#### EXTRACTED MATERIAL
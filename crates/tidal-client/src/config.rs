use std::env;
use std::fs;
use std::path::Path;
use std::time::Duration;

use serde::{Deserialize, Serialize};
use tidal_core::constants::endpoints;
use tidal_core::{Batching, EndpointRules};
use tracing::warn;

use crate::error::ClientError;

pub const DEFAULT_BASE_URL: &str = "http://127.0.0.1:8000";
pub const DEFAULT_TOKEN_DOMAIN: &str = "localhost";
const DEFAULT_CHANNEL_CAPACITY: usize = 64;

#[derive(Debug, Clone, Copy, Default, PartialEq, Eq, Serialize, Deserialize)]
#[serde(rename_all = "snake_case")]
pub enum TokenStoreKind {
    Memory,
    File,
    #[default]
    Keyring,
}

#[derive(Debug, Clone, PartialEq, Serialize, Deserialize)]
#[serde(default)]
pub struct ClientConfig {
    pub base_url: String,
    pub refresh_path: String,
    pub login_path: String,
    pub logout_path: String,
    pub public_segment: String,
    /// Where users are sent when their session can no longer be recovered.
    pub login_surface: String,
    pub token_domain: String,
    pub token_store: TokenStoreKind,
    /// Additional session entries removed on teardown.
    pub extra_session_keys: Vec<String>,
    pub batching: Batching,
    pub channel_capacity: usize,
    pub request_timeout_secs: Option<u64>,
}

impl Default for ClientConfig {
    fn default() -> Self {
        Self {
            base_url: DEFAULT_BASE_URL.to_string(),
            refresh_path: endpoints::REFRESH_PATH.to_string(),
            login_path: endpoints::LOGIN_PATH.to_string(),
            logout_path: endpoints::LOGOUT_PATH.to_string(),
            public_segment: endpoints::PUBLIC_SEGMENT.to_string(),
            login_surface: endpoints::LOGIN_PATH.to_string(),
            token_domain: DEFAULT_TOKEN_DOMAIN.to_string(),
            token_store: TokenStoreKind::default(),
            extra_session_keys: Vec::new(),
            batching: Batching::default(),
            channel_capacity: DEFAULT_CHANNEL_CAPACITY,
            request_timeout_secs: None,
        }
    }
}

impl ClientConfig {
    /// Endpoint rules with each auth path resolved to the request path it
    /// produces under `base_url`.
    pub fn endpoint_rules(&self) -> EndpointRules {
        EndpointRules {
            refresh_path: self.resolved_path(&self.refresh_path),
            login_path: self.resolved_path(&self.login_path),
            logout_path: self.resolved_path(&self.logout_path),
            public_segment: self.public_segment.clone(),
        }
    }

    fn resolved_path(&self, path: &str) -> String {
        self.resolve_url(path)
            .map(|url| url.path().to_string())
            .unwrap_or_else(|_| path.to_string())
    }

    /// Absolute URL for `target`, which is either absolute already or a path
    /// below `base_url`.
    pub fn resolve_url(&self, target: &str) -> Result<reqwest::Url, ClientError> {
        if let Ok(url) = reqwest::Url::parse(target) {
            return Ok(url);
        }
        let joined = format!(
            "{}/{}",
            self.base_url.trim_end_matches('/'),
            target.trim_start_matches('/')
        );
        reqwest::Url::parse(&joined)
            .map_err(|err| ClientError::Config(format!("invalid url {joined}: {err}")))
    }

    pub fn request_timeout(&self) -> Option<Duration> {
        self.request_timeout_secs.map(Duration::from_secs)
    }
}

/// Reads a YAML config file, falling back to defaults when it is missing or
/// unreadable.
pub fn load_config(path: &Path) -> ClientConfig {
    if !path.exists() {
        return ClientConfig::default();
    }

    let contents = match fs::read_to_string(path) {
        Ok(contents) => contents,
        Err(err) => {
            warn!(event = "config_read_failed", path = %path.display(), error = %err);
            return ClientConfig::default();
        }
    };
    match serde_yaml::from_str(&contents) {
        Ok(config) => config,
        Err(err) => {
            warn!(event = "config_parse_failed", path = %path.display(), error = %err);
            ClientConfig::default()
        }
    }
}

pub fn apply_env_overrides(config: &mut ClientConfig) {
    apply_overrides_from(config, |name| env::var(name).ok());
}

pub(crate) fn apply_overrides_from<F>(config: &mut ClientConfig, lookup: F)
where
    F: Fn(&str) -> Option<String>,
{
    let strings: [(&str, &mut String); 7] = [
        ("TIDAL_BASE_URL", &mut config.base_url),
        ("TIDAL_REFRESH_PATH", &mut config.refresh_path),
        ("TIDAL_LOGIN_PATH", &mut config.login_path),
        ("TIDAL_LOGOUT_PATH", &mut config.logout_path),
        ("TIDAL_PUBLIC_SEGMENT", &mut config.public_segment),
        ("TIDAL_LOGIN_SURFACE", &mut config.login_surface),
        ("TIDAL_TOKEN_DOMAIN", &mut config.token_domain),
    ];
    for (name, slot) in strings {
        if let Some(value) = lookup(name) {
            if value.trim().is_empty() {
                warn!(event = "config_invalid", field = name, value = %value);
            } else {
                *slot = value.trim().to_string();
            }
        }
    }

    if let Some(value) = lookup("TIDAL_TOKEN_STORE") {
        if let Some(kind) = parse_token_store(&value) {
            config.token_store = kind;
        } else {
            warn!(event = "config_invalid", field = "TIDAL_TOKEN_STORE", value = %value);
        }
    }
    if let Some(value) = lookup("TIDAL_BATCHING") {
        if let Some(batching) = Batching::parse(&value) {
            config.batching = batching;
        } else {
            warn!(event = "config_invalid", field = "TIDAL_BATCHING", value = %value);
        }
    }
    if let Some(value) = lookup("TIDAL_REQUEST_TIMEOUT_SECS") {
        match value.trim().parse::<u64>() {
            Ok(0) => config.request_timeout_secs = None,
            Ok(secs) => config.request_timeout_secs = Some(secs),
            Err(_) => {
                warn!(
                    event = "config_invalid",
                    field = "TIDAL_REQUEST_TIMEOUT_SECS",
                    value = %value
                );
            }
        }
    }
    if let Some(value) = lookup("TIDAL_CHANNEL_CAPACITY") {
        match value.trim().parse::<usize>() {
            Ok(capacity) if capacity > 0 => config.channel_capacity = capacity,
            _ => {
                warn!(
                    event = "config_invalid",
                    field = "TIDAL_CHANNEL_CAPACITY",
                    value = %value
                );
            }
        }
    }
    if let Some(value) = lookup("TIDAL_KEYRING") {
        match parse_bool(&value) {
            Some(true) => config.token_store = TokenStoreKind::Keyring,
            Some(false) if config.token_store == TokenStoreKind::Keyring => {
                config.token_store = TokenStoreKind::File;
            }
            Some(false) => {}
            None => warn!(event = "config_invalid", field = "TIDAL_KEYRING", value = %value),
        }
    }
}

fn parse_bool(value: &str) -> Option<bool> {
    match value.trim().to_ascii_lowercase().as_str() {
        "1" | "true" | "yes" | "on" => Some(true),
        "0" | "false" | "no" | "off" => Some(false),
        _ => None,
    }
}

fn normalize_enum(value: &str) -> String {
    value.trim().to_ascii_lowercase().replace('-', "_")
}

fn parse_token_store(value: &str) -> Option<TokenStoreKind> {
    match normalize_enum(value).as_str() {
        "memory" => Some(TokenStoreKind::Memory),
        "file" => Some(TokenStoreKind::File),
        "keyring" | "keychain" => Some(TokenStoreKind::Keyring),
        _ => None,
    }
}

#### TASK OBJECTIVE
Starting from the records above, copy each line where the string "endpoints" is found.

#### YOUR RESPONSE
use tidal_core::constants::endpoints;
            refresh_path: endpoints::REFRESH_PATH.to_string(),
            login_path: endpoints::LOGIN_PATH.to_string(),
            logout_path: endpoints::LOGOUT_PATH.to_string(),
            public_segment: endpoints::PUBLIC_SEGMENT.to_string(),
            login_surface: endpoints::LOGIN_PATH.to_string(),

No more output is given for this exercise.